The two synchronizers connect two simple finite state machines that implement the required protocol. A fourphase protocol is specified by means of a generalized STG in Figure 2, where "DD" means that the data is available (at the sender), "UU" means that it may be removed, and "LL" means data latched by the receiver. (A two-phase protocol may also be employed; the circuits are a bit more complex 13, 14, and this is typically used in order to minimize latency on long lines.) The complete logic and FSM are shown in Figure 3. A send request (V, true for a single cycle) latches data into (REG{S}) and starts the sender's FSM. The synchronized request (R2) latches the data into (REG{R}) and triggers the receiver's FSM. The receiver is given a single-cycle "data received" (D) signal.

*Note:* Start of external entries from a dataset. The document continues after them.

//! Recording adapter for the `LinkFs` port.

use std::path::Path;
use std::sync::{Arc, Mutex};

use serde::Serialize;

use super::{record_interaction, record_result};
use crate::error::LinkError;
use crate::journal::JournalRecorder;
use crate::ports::link_fs::{LinkFs, Removal};

const PORT: &str = "links";

/// Journals symlink calls while delegating to an inner implementation.
pub struct RecordingLinkFs {
    inner: Box<dyn LinkFs>,
    recorder: Arc<Mutex<JournalRecorder>>,
}

impl RecordingLinkFs {
    /// Creates a recording adapter wrapping the given implementation.
    pub fn new(inner: Box<dyn LinkFs>, recorder: Arc<Mutex<JournalRecorder>>) -> Self {
        Self { inner, recorder }
    }
}

#[derive(Serialize)]
struct PathInput<'a> {
    path: &'a str,
}

#[derive(Serialize)]
struct CreateInput<'a> {
    dir: &'a str,
    target: &'a str,
    name: &'a str,
}

impl LinkFs for RecordingLinkFs {
    fn create_symlink(&self, dir: &Path, target: &Path, name: &str) -> Result<(), LinkError> {
        let result = self.inner.create_symlink(dir, target, name);
        let input = CreateInput {
            dir: &dir.display().to_string(),
            target: &target.display().to_string(),
            name,
        };
        record_result(&self.recorder, PORT, "create_symlink", &input, &result);
        result
    }

    fn read_link(&self, path: &Path) -> Result<Option<String>, LinkError> {
        let result = self.inner.read_link(path);
        let input = PathInput { path: &path.display().to_string() };
        record_result(&self.recorder, PORT, "read_link", &input, &result);
        result
    }

    fn remove(&self, path: &Path) -> Result<Removal, LinkError> {
        let result = self.inner.remove(path);
        let input = PathInput { path: &path.display().to_string() };
        record_result(&self.recorder, PORT, "remove", &input, &result);
        result
    }

    fn is_dir(&self, path: &Path) -> bool {
        let result = self.inner.is_dir(path);
        let input = PathInput { path: &path.display().to_string() };
        record_interaction(&self.recorder, PORT, "is_dir", &input, &result);
        result
    }
}
//! Clock adapters.

use chrono::{DateTime, Utc};

use crate::ports::clock::Clock;

/// Live clock that returns the real current time.
pub struct LiveClock;

impl Clock for LiveClock {
    fn now(&self) -> DateTime<Utc> {
        Utc::now()
    }
}

/// Clock frozen at a single instant.
pub struct FixedClock(pub DateTime<Utc>);

impl Clock for FixedClock {
    fn now(&self) -> DateTime<Utc> {
        self.0
    }
}

#[cfg(test)]
mod tests {
    use super::*;

    #[test]
    fn live_clock_returns_current_time() {
        let before = Utc::now();
        let now = LiveClock.now();
        assert!(now >= before);
        assert!(now <= Utc::now());
    }

    #[test]
    fn fixed_clock_does_not_move() {
        let instant = Utc::now();
        let clock = FixedClock(instant);
        assert_eq!(clock.now(), instant);
        assert_eq!(clock.now(), instant);
    }
}
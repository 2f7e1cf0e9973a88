//! Permalink identities and the legacy naming layer.

use std::fmt;

/// On-disk link content meaning "no build satisfies this permalink".
pub const NO_TARGET: &str = "-1";

/// Legacy link names in the job root and the permalink id each one mirrors.
pub const LEGACY_LINKS: [(&str, &str); 2] = [
    ("lastSuccessful", Permalink::LAST_SUCCESSFUL),
    ("lastStable", Permalink::LAST_STABLE),
];

/// A logical, stable name for "the build matching some rule".
///
/// Only the id is owned here; the rule is evaluated by a resolver.
#[derive(Debug, Clone, PartialEq, Eq, Hash)]
pub struct Permalink {
    id: String,
}

impl Permalink {
    /// Last build whose result is success.
    pub const LAST_STABLE: &'static str = "lastStableBuild";
    /// Last build whose result is success or unstable.
    pub const LAST_SUCCESSFUL: &'static str = "lastSuccessfulBuild";
    /// Last build whose result is failure.
    pub const LAST_FAILED: &'static str = "lastFailedBuild";
    /// Last build whose result is unstable.
    pub const LAST_UNSTABLE: &'static str = "lastUnstableBuild";
    /// Last completed build whose result is worse than success.
    pub const LAST_UNSUCCESSFUL: &'static str = "lastUnsuccessfulBuild";
    /// Last build with any result.
    pub const LAST_COMPLETED: &'static str = "lastCompletedBuild";

    /// Creates a permalink with the given id.
    #[must_use]
    pub fn new(id: impl Into<String>) -> Self {
        Self { id: id.into() }
    }

    /// The id, which is also the link name in the builds directory.
    #[must_use]
    pub fn id(&self) -> &str {
        &self.id
    }
}

impl fmt::Display for Permalink {
    fn fmt(&self, f: &mut fmt::Formatter<'_>) -> fmt::Result {
        f.write_str(&self.id)
    }
}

The protocol is sometimes modified so that A is set as soon as the received data are latched, but removed only after the receiver has had an opportunity to use the data.

两组同步电路分别对接简易有限状态机,共同实现握手协议。图 2 采用通用信号转移图描述四相位握手协议:DD 代表发送端数据就绪,UU 代表数据可移除,LL 代表接收端已锁存数据。电路也可采用二相位协议,但其结构相对复杂13,14,一般用于长线传输场景以降低延迟。完整逻辑电路与有限状态机如图 3 所示。发送请求信号 V(高电平持续一个时钟周期)将数据锁存至发送端寄存器 (REG{S}),并启动发送端状态机;经过同步后的请求信号 R2 将数据锁存至接收端寄存器 (REG{R}),同时触发接收端状态机,并产生一个时钟周期宽度的数据接收信号 D。该协议也可做变体设计:接收端锁存数据后立即置位应答信号 A,待接收端完成数据处理后再清除 A 信号。

Figure 2: Four-phase handshake push synchronization protocol STG

图 2:推挽式同步器四相位握手协议信号转移图

DD(数据就绪)

R+(请求置位)

R+(请求置位)

LL(数据锁存)

A+(应答置位) A+(应答置位)

A+(应答置位) A+(应答置位)

UU(数据可移除) R-(请求复位)

R-(请求复位)

Figure 3: Push synchronizer logic and protocol FSM

图 3:推挽式同步器逻辑电路与协议有限状态机

发送端有限状态机 TX R2

接收端有限状态机 RX

发送端寄存器 REGS

接收端寄存器 REGR

空闲态 IDLE

请求态 REQ / R=1

应答态 ACK / A=1

等待态 WAIT

To consider the synchronizer's behavior in cases of conflicts, assume that T equals a whole clock cycle. Upon a potential clock-data conflict on R, one of three possible outcomes may happen (Figure 4):

假设稳定窗口 (T) 为一个完整时钟周期,分析时钟与数据冲突场景下同步器的工作状态。当请求信号 R 出现时钟与数据冲突时,会产生以下三种结果(图 4):

a. The rising edge of R is sampled high. R2 goes high on cycle 2, and data is latched into (REG{R}) by the beginning of cycle 3.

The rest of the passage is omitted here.